Corriere della Sera (Milano)

Rococò e vedute veneziane nella casa-museo di Paolo Zani imprendito­re e collezioni­sta doc

Casa Zani accoglie i visitatori tra i tesori del Sei e Settecento messi insieme dall’imprendito­re bresciano

- di Chiara Vanzetto

La bellezza diffonde gioia di vivere, è un antidoto ai dolori dell’esistenza. La pensava così Paolo Zani, imprendito­re bresciano che tra 1988 e 2018, anno della sua scomparsa, ha costruito intorno a sé un mondo di bellezza. Perché era un collezioni­sta, curioso e intuitivo: d’istinto sceglieva pezzi straordina­ri per il suo personale museo custodito nella casa di famiglia a Cellatica, in Franciacor­ta, dove la dimensione privata era tutt’uno con la full immersion nell’arte. Riservato e schivo in vita, Zani ha deciso che dopo di lui questo patrimonio andava condiviso, soprattutt­o in ricordo della figlia: è nata così la Fondazione Paolo e Carolina Zani, che pochi giorni fa ha annunciato l’avvenuta trasformaz­ione della villa in casa museo aperta al pubblico. Un museo nuovo, quasi ignoto anche agli studiosi, composto di circa 850 opere tra dipinti, sculture, arredi e oggetti d’arte applicata: ad accomunarl­i un livello qualitativ­o di eccellenza e l’ottimo gusto del collezioni­sta. Che, da autodidatt­a, si era appassiona­to in particolar­e a un’epoca, XVII° e XVIII° secolo, tra Barocco e Rococò, Venezia, Roma e Francia.

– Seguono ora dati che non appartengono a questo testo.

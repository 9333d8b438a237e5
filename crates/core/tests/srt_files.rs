// Integration tests for loading subtitle files from disk.

use std::path::PathBuf;

use anyhow::Result;
use smashcut_core::{ParseStatus, SmashcutError, TranscriptSession, load_srt_file};
use tempfile::TempDir;

const TWO_CUES: &str = "\
1
00:00:01,000 --> 00:00:03,000
Hello world

2
00:00:05,000 --> 00:00:07,500
Foo bar baz
";

fn write_file(dir: &TempDir, name: &str, content: &[u8]) -> Result<PathBuf> {
    let path = dir.path().join(name);
    std::fs::write(&path, content)?;
    Ok(path)
}

#[tokio::test]
async fn test_load_well_formed_file() -> Result<()> {
    let dir = TempDir::new()?;
    let path = write_file(&dir, "episode.srt", TWO_CUES.as_bytes())?;

    let transcript = load_srt_file(&path).await?;

    assert_eq!(transcript.entries.len(), 2);
    assert_eq!(transcript.total_duration_seconds, 7.5);
    assert_eq!(transcript.word_count, 5);
    assert_eq!(transcript.source_name, "episode.srt");
    assert_eq!(
        transcript.flatten_to_transcript(),
        "[00:00:01,000 - 00:00:03,000] Hello world\n[00:00:05,000 - 00:00:07,500] Foo bar baz"
    );

    Ok(())
}

#[tokio::test]
async fn test_windows_line_endings_and_malformed_blocks() -> Result<()> {
    let dir = TempDir::new()?;
    let content = "\
1
00:00:01,000 --> 00:00:02,000
one

2
00:00:03,000 --> 00:00:04,000

3
00:00:05,000 --> 00:00:06,000
three

nope
00:00:07,000 --> 00:00:08,000
bad index
"
    .replace('\n', "\r\n");
    let path = write_file(&dir, "Movie.SRT", content.as_bytes())?;

    let transcript = load_srt_file(&path).await?;

    let texts: Vec<&str> = transcript.entries.iter().map(|e| e.text.as_str()).collect();
    assert_eq!(texts, vec!["one", "three"]);
    assert_eq!(transcript.total_duration_seconds, 6.0);

    Ok(())
}

#[tokio::test]
async fn test_byte_order_mark_keeps_first_cue() -> Result<()> {
    let dir = TempDir::new()?;
    let one_cue = "\u{feff}1\n00:00:01,000 --> 00:00:03,000\nHello world\n";
    let path = write_file(&dir, "bom.srt", one_cue.as_bytes())?;

    let transcript = load_srt_file(&path).await?;

    assert_eq!(transcript.entries.len(), 1);
    assert_eq!(transcript.entries[0].sequence_index, 1);
    assert_eq!(transcript.entries[0].text, "Hello world");

    Ok(())
}

#[tokio::test]
async fn test_file_without_valid_blocks_fails() -> Result<()> {
    let dir = TempDir::new()?;
    let path = write_file(&dir, "empty.srt", b"this is not\nreally\n\na subtitle file")?;

    let err = load_srt_file(&path).await.unwrap_err();
    assert!(matches!(err, SmashcutError::NoEntries { .. }));

    Ok(())
}

#[tokio::test]
async fn test_txt_file_rejected_regardless_of_content() -> Result<()> {
    let dir = TempDir::new()?;
    let path = write_file(&dir, "movie.txt", TWO_CUES.as_bytes())?;

    let err = load_srt_file(&path).await.unwrap_err();
    assert_eq!(err.to_string(), "Please upload a valid SRT file");

    Ok(())
}

#[tokio::test]
async fn test_invalid_utf8_is_a_read_failure() -> Result<()> {
    let dir = TempDir::new()?;
    let path = write_file(&dir, "binary.srt", &[0xff, 0xfe, 0x00, 0x80])?;

    let err = load_srt_file(&path).await.unwrap_err();
    assert!(matches!(err, SmashcutError::ReadFailed { .. }));

    Ok(())
}

#[tokio::test]
async fn test_session_replaces_and_clears() -> Result<()> {
    let dir = TempDir::new()?;
    let good = write_file(&dir, "good.srt", TWO_CUES.as_bytes())?;
    let bad = write_file(&dir, "bad.srt", b"nothing here")?;

    let mut session = TranscriptSession::new();

    session.load(&good).await;
    assert!(matches!(session.status(), ParseStatus::Ready(_)));
    assert_eq!(session.segments(5.0)?.len(), 1);
    assert!(session.transcript_text().starts_with("[00:00:01,000"));

    // A failed load drops the previous transcript.
    session.load(&bad).await;
    assert!(session.transcript().is_none());
    assert_eq!(
        session.error(),
        Some("No valid subtitle entries found in the file")
    );

    session.load(&good).await;
    assert!(session.transcript().is_some());
    session.clear();
    assert!(session.transcript().is_none());
    assert!(session.error().is_none());

    Ok(())
}
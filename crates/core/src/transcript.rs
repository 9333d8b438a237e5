use crate::types::{ParsedTranscript, SubtitleEntry};

impl ParsedTranscript {
    /// Build a transcript from entries already sorted by start time.
    pub fn from_entries(entries: Vec<SubtitleEntry>, source_name: &str) -> Self {
        let total_duration_seconds = entries.last().map(|e| e.end_seconds).unwrap_or(0.0);
        let word_count = entries.iter().map(SubtitleEntry::word_count).sum();

        Self {
            entries,
            total_duration_seconds,
            word_count,
            source_name: source_name.to_string(),
        }
    }

    /// One `[start - end] text` line per entry, joined with newlines.
    ///
    /// This is the transcript body handed to the analysis prompt as-is.
    pub fn flatten_to_transcript(&self) -> String {
        self.entries
            .iter()
            .map(|e| format!("[{} - {}] {}", e.start_time, e.end_time, e.text))
            .collect::<Vec<_>>()
            .join("\n")
    }

    pub fn is_empty(&self) -> bool {
        self.entries.is_empty()
    }
}

#[cfg(test)]
mod tests {
    use super::*;
    use crate::parser::parse_srt;

    fn entry(start: f64, end: f64, text: &str) -> SubtitleEntry {
        SubtitleEntry {
            sequence_index: 1,
            start_time: crate::format_timestamp(start),
            end_time: crate::format_timestamp(end),
            start_seconds: start,
            end_seconds: end,
            text: text.to_string(),
        }
    }

    #[test]
    fn counts_whitespace_delimited_words() {
        let transcript = ParsedTranscript::from_entries(
            vec![entry(0.0, 1.0, "Hello world"), entry(1.0, 2.0, "Foo")],
            "a.srt",
        );
        assert_eq!(transcript.word_count, 3);
    }

    #[test]
    fn word_count_ignores_extra_whitespace() {
        let transcript =
            ParsedTranscript::from_entries(vec![entry(0.0, 1.0, "  a\n\tb   c ")], "a.srt");
        assert_eq!(transcript.word_count, 3);
    }

    #[test]
    fn duration_is_end_of_last_entry() {
        let transcript = ParsedTranscript::from_entries(
            vec![entry(0.0, 100.0, "long"), entry(5.0, 6.0, "short")],
            "a.srt",
        );
        assert_eq!(transcript.total_duration_seconds, 6.0);
    }

    #[test]
    fn empty_entries_give_zero_duration() {
        let transcript = ParsedTranscript::from_entries(Vec::new(), "a.srt");
        assert_eq!(transcript.total_duration_seconds, 0.0);
        assert_eq!(transcript.flatten_to_transcript(), "");
        assert!(transcript.is_empty());
    }

    #[test]
    fn end_to_end_flattening() {
        let input = "1\n00:00:01,000 --> 00:00:03,000\nHello world\n\n2\n00:00:05,000 --> 00:00:07,500\nFoo bar baz";
        let transcript = parse_srt(input, "clip.srt").unwrap();

        assert_eq!(transcript.entries.len(), 2);
        assert_eq!(transcript.total_duration_seconds, 7.5);
        assert_eq!(transcript.word_count, 5);
        assert_eq!(transcript.source_name, "clip.srt");
        assert_eq!(
            transcript.flatten_to_transcript(),
            "[00:00:01,000 - 00:00:03,000] Hello world\n[00:00:05,000 - 00:00:07,500] Foo bar baz"
        );
    }
}
use std::{
    collections::BTreeMap,
    path::{Path, PathBuf},
};

use serde::{Deserialize, Serialize};
use tracing::{debug, warn};

use crate::error::Result;

pub const SETTINGS_KEY: &str = "smashcut-settings";

/// Flat string key-value storage for user settings and credentials.
pub trait KeyValueStore {
    fn get(&self, key: &str) -> Option<String>;
    fn set(&mut self, key: &str, value: String);
    fn remove(&mut self, key: &str);
}

#[derive(Debug, Default)]
pub struct MemoryStore {
    values: BTreeMap<String, String>,
}

impl MemoryStore {
    pub fn new() -> Self {
        Self::default()
    }
}

impl KeyValueStore for MemoryStore {
    fn get(&self, key: &str) -> Option<String> {
        self.values.get(key).cloned()
    }

    fn set(&mut self, key: &str, value: String) {
        self.values.insert(key.to_string(), value);
    }

    fn remove(&mut self, key: &str) {
        self.values.remove(key);
    }
}

/// A JSON object on disk. Changes stay in memory until [`FileStore::close`].
#[derive(Debug)]
pub struct FileStore {
    path: PathBuf,
    values: BTreeMap<String, String>,
    dirty: bool,
}

impl FileStore {
    /// Load the store from `path`. A missing file is an empty store.
    ///
    /// A file that is not a flat JSON object of strings is replaced by an
    /// empty store on the next [`FileStore::close`].
    pub fn open(path: impl Into<PathBuf>) -> Result<Self> {
        let path = path.into();
        let (values, dirty): (BTreeMap<String, String>, bool) = match std::fs::read_to_string(&path) {
            Ok(content) => match serde_json::from_str(&content) {
                Ok(values) => (values, false),
                Err(e) => {
                    warn!(path = %path.display(), error = %e, "settings file is unreadable, starting empty");
                    (BTreeMap::new(), true)
                }
            },
            Err(e) if e.kind() == std::io::ErrorKind::NotFound => (BTreeMap::new(), false),
            Err(e) => return Err(e.into()),
        };
        debug!(path = %path.display(), keys = values.len(), "opened settings store");

        Ok(Self {
            path,
            values,
            dirty,
        })
    }

    pub fn open_default() -> Result<Self> {
        Self::open(default_store_path())
    }

    pub fn path(&self) -> &Path {
        &self.path
    }

    /// Write pending changes to disk.
    pub fn flush(&mut self) -> Result<()> {
        if !self.dirty {
            return Ok(());
        }
        if let Some(parent) = self.path.parent() {
            std::fs::create_dir_all(parent)?;
        }
        std::fs::write(&self.path, serde_json::to_string_pretty(&self.values)?)?;
        self.dirty = false;
        Ok(())
    }

    pub fn close(mut self) -> Result<()> {
        self.flush()
    }
}

impl KeyValueStore for FileStore {
    fn get(&self, key: &str) -> Option<String> {
        self.values.get(key).cloned()
    }

    fn set(&mut self, key: &str, value: String) {
        self.values.insert(key.to_string(), value);
        self.dirty = true;
    }

    fn remove(&mut self, key: &str) {
        if self.values.remove(key).is_some() {
            self.dirty = true;
        }
    }
}

pub fn default_store_path() -> PathBuf {
    dirs::config_dir()
        .unwrap_or_else(|| PathBuf::from("."))
        .join("smashcut")
        .join("settings.json")
}

#[derive(Debug, Clone, Copy, Default, PartialEq, Eq, Serialize, Deserialize)]
#[serde(rename_all = "lowercase")]
pub enum WebSearchEngine {
    #[default]
    Auto,
    Native,
    Exa,
}

impl WebSearchEngine {
    pub fn name(&self) -> &'static str {
        match self {
            WebSearchEngine::Auto => "auto",
            WebSearchEngine::Native => "native",
            WebSearchEngine::Exa => "exa",
        }
    }
}

#[derive(Debug, Clone, PartialEq, Serialize, Deserialize)]
#[serde(default, rename_all = "camelCase")]
pub struct Settings {
    pub api_key: String,
    pub selected_model: Option<String>,
    pub enable_web_search: bool,
    pub web_search_engine: WebSearchEngine,
    pub web_search_max_results: u32,
    pub enable_structured_outputs: bool,
}

impl Default for Settings {
    fn default() -> Self {
        Self {
            api_key: String::new(),
            selected_model: None,
            enable_web_search: false,
            web_search_engine: WebSearchEngine::Auto,
            web_search_max_results: 5,
            enable_structured_outputs: true,
        }
    }
}

impl Settings {
    /// Stored fields override defaults. Unreadable JSON falls back to defaults.
    pub fn load(store: &dyn KeyValueStore) -> Self {
        let Some(raw) = store.get(SETTINGS_KEY) else {
            return Self::default();
        };
        serde_json::from_str(&raw).unwrap_or_else(|e| {
            warn!(error = %e, "stored settings are unreadable, using defaults");
            Self::default()
        })
    }

    pub fn save(&self, store: &mut dyn KeyValueStore) -> Result<()> {
        store.set(SETTINGS_KEY, serde_json::to_string(self)?);
        Ok(())
    }

    pub fn reset(store: &mut dyn KeyValueStore) {
        store.remove(SETTINGS_KEY);
    }
}

#[cfg(test)]
mod tests {
    use super::*;

    #[test]
    fn missing_settings_are_defaults() {
        let store = MemoryStore::new();
        assert_eq!(Settings::load(&store), Settings::default());
    }

    #[test]
    fn partial_settings_merge_over_defaults() {
        let mut store = MemoryStore::new();
        store.set(
            SETTINGS_KEY,
            r#"{"apiKey":"sk-1","webSearchEngine":"exa"}"#.to_string(),
        );
        let settings = Settings::load(&store);
        assert_eq!(settings.api_key, "sk-1");
        assert_eq!(settings.web_search_engine, WebSearchEngine::Exa);
        assert_eq!(settings.web_search_max_results, 5);
        assert!(settings.enable_structured_outputs);
    }

    #[test]
    fn garbage_settings_are_defaults() {
        let mut store = MemoryStore::new();
        store.set(SETTINGS_KEY, "{not json".to_string());
        assert_eq!(Settings::load(&store), Settings::default());
    }

    #[test]
    fn save_then_reset() {
        let mut store = MemoryStore::new();
        let settings = Settings {
            selected_model: Some("openai/gpt-4o".to_string()),
            ..Settings::default()
        };
        settings.save(&mut store).unwrap();
        assert_eq!(Settings::load(&store), settings);

        Settings::reset(&mut store);
        assert!(store.get(SETTINGS_KEY).is_none());
    }
}
use std::sync::LazyLock;

use regex::Regex;
use serde::{Deserialize, Serialize};
use serde_json::Value;
use tracing::info;

use crate::error::{Result, SmashcutError};

pub const VIDEOS_URL: &str = "https://www.googleapis.com/youtube/v3/videos";
pub const ACCESS_TOKEN_ENV: &str = "YOUTUBE_ACCESS_TOKEN";

static VIDEO_URL_RE: LazyLock<Regex> = LazyLock::new(|| {
    Regex::new(
        r"(?:youtube\.com/watch\?v=|youtu\.be/|youtube\.com/embed/|youtube\.com/v/)([a-zA-Z0-9_-]{11})",
    )
    .expect("video url pattern is valid")
});

static BARE_ID_RE: LazyLock<Regex> =
    LazyLock::new(|| Regex::new(r"^([a-zA-Z0-9_-]{11})$").expect("video id pattern is valid"));

static ISO_DURATION_RE: LazyLock<Regex> = LazyLock::new(|| {
    Regex::new(r"PT(?:(\d+)H)?(?:(\d+)M)?(?:(\d+)S)?").expect("duration pattern is valid")
});

#[derive(Debug, Clone, PartialEq, Serialize, Deserialize)]
pub struct VideoInfo {
    pub id: String,
    pub title: String,
    pub description: String,
    pub thumbnail_url: String,
    pub duration: String,
    pub channel_title: String,
    pub published_at: String,
}

/// Pull the 11-character video id out of a YouTube link or a bare id.
pub fn extract_video_id(url: &str) -> Option<String> {
    let url = url.trim();
    VIDEO_URL_RE
        .captures(url)
        .or_else(|| BARE_ID_RE.captures(url))
        .map(|caps| caps[1].to_string())
}

/// `PT1H2M3S` -> `1:02:03`, `PT2M30S` -> `2:30`.
pub fn format_iso_duration(iso: &str) -> String {
    if iso.is_empty() {
        return "Unknown".to_string();
    }
    let Some(caps) = ISO_DURATION_RE.captures(iso) else {
        return iso.to_string();
    };
    if caps.get(1).is_none() && caps.get(2).is_none() && caps.get(3).is_none() {
        return iso.to_string();
    }

    let field = |i: usize| {
        caps.get(i)
            .and_then(|m| m.as_str().parse::<u64>().ok())
            .unwrap_or(0)
    };
    let (hours, minutes, seconds) = (field(1), field(2), field(3));

    if hours > 0 {
        format!("{}:{:02}:{:02}", hours, minutes, seconds)
    } else {
        format!("{}:{:02}", minutes, seconds)
    }
}

/// Build a [`VideoInfo`] from a `videos.list` response body.
pub fn video_from_response(video_id: &str, body: &Value) -> Result<VideoInfo> {
    let item = body["items"]
        .as_array()
        .and_then(|items| items.first())
        .ok_or_else(|| SmashcutError::VideoNotFound {
            video_id: video_id.to_string(),
        })?;

    let snippet = &item["snippet"];
    let text = |v: &Value| v.as_str().unwrap_or_default().to_string();

    let thumbnails = &snippet["thumbnails"];
    let thumbnail_url = ["maxres", "high", "medium", "default"]
        .iter()
        .find_map(|size| thumbnails[*size]["url"].as_str())
        .unwrap_or_default()
        .to_string();

    Ok(VideoInfo {
        id: item["id"].as_str().unwrap_or(video_id).to_string(),
        title: text(&snippet["title"]),
        description: text(&snippet["description"]),
        thumbnail_url,
        duration: format_iso_duration(item["contentDetails"]["duration"].as_str().unwrap_or_default()),
        channel_title: text(&snippet["channelTitle"]),
        published_at: text(&snippet["publishedAt"]),
    })
}

/// Fetch title, duration and thumbnail for a video via the YouTube Data API.
pub async fn fetch_video(access_token: Option<&str>, url: &str) -> Result<VideoInfo> {
    let video_id = extract_video_id(url).ok_or_else(|| SmashcutError::InvalidVideoUrl {
        url: url.to_string(),
    })?;
    let access_token = access_token
        .filter(|t| !t.is_empty())
        .ok_or(SmashcutError::MissingAccessToken)?;

    info!(video_id = %video_id, "fetching video metadata");
    let response = reqwest::Client::new()
        .get(VIDEOS_URL)
        .query(&[("part", "snippet,contentDetails"), ("id", video_id.as_str())])
        .header("Authorization", format!("Bearer {}", access_token))
        .send()
        .await?;

    let status = response.status();
    match status {
        reqwest::StatusCode::UNAUTHORIZED => return Err(SmashcutError::AuthExpired),
        reqwest::StatusCode::FORBIDDEN => return Err(SmashcutError::AccessDenied),
        s if !s.is_success() => {
            return Err(SmashcutError::ApiFailed {
                status: s.as_u16(),
                message: format!(
                    "Failed to fetch video: {}",
                    s.canonical_reason().unwrap_or("unknown")
                ),
            });
        }
        _ => {}
    }

    let body = response.json::<Value>().await?;
    video_from_response(&video_id, &body)
}
use serde_json::{Value, json};

pub static DEFAULT_SYSTEM_PROMPT: &str = r#"You are an expert video editor and content analyst specializing in condensing long-form video content into engaging short summaries.

Your task is to analyze video transcripts/subtitles and identify the most important segments that should be included in a condensed version of the video.

When analyzing content, consider:
1. **Narrative Importance**: Key plot points, major revelations, or essential information
2. **Emotional Peaks**: Moments of high emotional impact (humor, drama, tension)
3. **Visual Significance**: Scenes likely to have strong visual appeal
4. **Dialogue Quality**: Memorable quotes, important conversations
5. **Pacing**: Ensure good flow and variety in the condensed version
6. **Context**: Include enough context so the condensed version makes sense

For a 2-hour movie condensed to 10 minutes, you should identify approximately 10-15 key segments.

Output your analysis in the specified structured format."#;

pub static ANALYSIS_USER_PROMPT_TEMPLATE: &str = r#"Analyze the following video transcript and identify the key segments for a condensed version.

**Video Information:**
- Title: {{videoTitle}}
- Duration: {{videoDuration}}
- Target condensed length: {{targetDuration}}

**Transcript:**
{{transcript}}

Please identify the most important segments to include in the condensed version, considering narrative flow, emotional impact, and viewer engagement."#;

pub const SEGMENT_CATEGORIES: [&str; 9] = [
    "narrative",
    "emotional",
    "action",
    "dialogue",
    "visual",
    "humor",
    "climax",
    "introduction",
    "conclusion",
];

/// JSON schema for the `response_format` of a structured analysis request.
pub fn video_analysis_schema() -> Value {
    json!({
        "name": "video_analysis",
        "strict": true,
        "schema": {
            "type": "object",
            "properties": {
                "summary": {
                    "type": "string",
                    "description": "A 2-3 sentence summary of the overall video content"
                },
                "total_segments_analyzed": {
                    "type": "number",
                    "description": "Total number of transcript segments analyzed"
                },
                "recommended_segments": {
                    "type": "array",
                    "description": "List of recommended segments to include in the condensed version",
                    "items": {
                        "type": "object",
                        "properties": {
                            "start_time": {"type": "string", "description": "Start timestamp in HH:MM:SS format"},
                            "end_time": {"type": "string", "description": "End timestamp in HH:MM:SS format"},
                            "importance_score": {"type": "number", "description": "Importance score from 1-10"},
                            "category": {
                                "type": "string",
                                "description": "Category of the segment",
                                "enum": SEGMENT_CATEGORIES
                            },
                            "reason": {"type": "string", "description": "Brief explanation of why this segment is important"},
                            "transcript_excerpt": {"type": "string", "description": "Key dialogue or description from this segment"}
                        },
                        "required": ["start_time", "end_time", "importance_score", "category", "reason"]
                    }
                },
                "themes": {
                    "type": "array",
                    "description": "Main themes identified in the video",
                    "items": {"type": "string"}
                },
                "estimated_condensed_duration": {
                    "type": "string",
                    "description": "Estimated duration of the condensed version"
                },
                "editing_notes": {
                    "type": "string",
                    "description": "Additional notes for the editor about transitions, pacing, or special considerations"
                }
            },
            "required": ["summary", "recommended_segments", "themes", "estimated_condensed_duration"],
            "additionalProperties": false
        }
    })
}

«Il percorso, che vuole conservare l’aura della casa privata, mette in luce il desiderio di Zani di dialogare quotidiana­mente con l’arte senza vetrine, teche, ostacoli: aveva creato lui stesso l’allestimen­to secondo le sue predilezio­ni stilistich­e e le sue esigenze abitative», spiega il direttore Massimilia­no Capella. Tutto quindi è rimasto com’era nella villa, costruita nel 1976 dall’architetto bresciano Bruno Fedrigolli: secondo il modello di una domus romana, gli ambienti si articolano intorno a un impluvium centrale coperto in vetro. E ogni ambiente è un carosello di meraviglie dove lo sguardo non sa dove andare, catturato dallo splendore dei pezzi esposti, tra broccati, specchi e boiseries. Nella sala detta del Canaletto spiccano appunto due capolavori del pittore lagunare, «La piazzetta di Venezia» e «Il molo del bacino di San Marco», appartenut­i rispettiva­mente a Sophia Loren/Carlo Ponti e allo Scià di Persia Reza Pahlavi. Nello stesso ambiente, sopra una sontuosa commode Boulle, è appeso un dipinto di François Boucher, maestro del Rococò francese, tra micromosai­ci, porcellane orientali e mori veneziani. Subito dopo una nicchia accoglie un paesaggio di Francesco Guardi, anno 1782, di cui esiste il disegno preparator­io al Correr di Venezia, mentre in sala da pranzo dominano due gioielli dell’ebanista Maggiolini, una coppia di cassettoni intarsiati su disegno di Appiani e Albertolli.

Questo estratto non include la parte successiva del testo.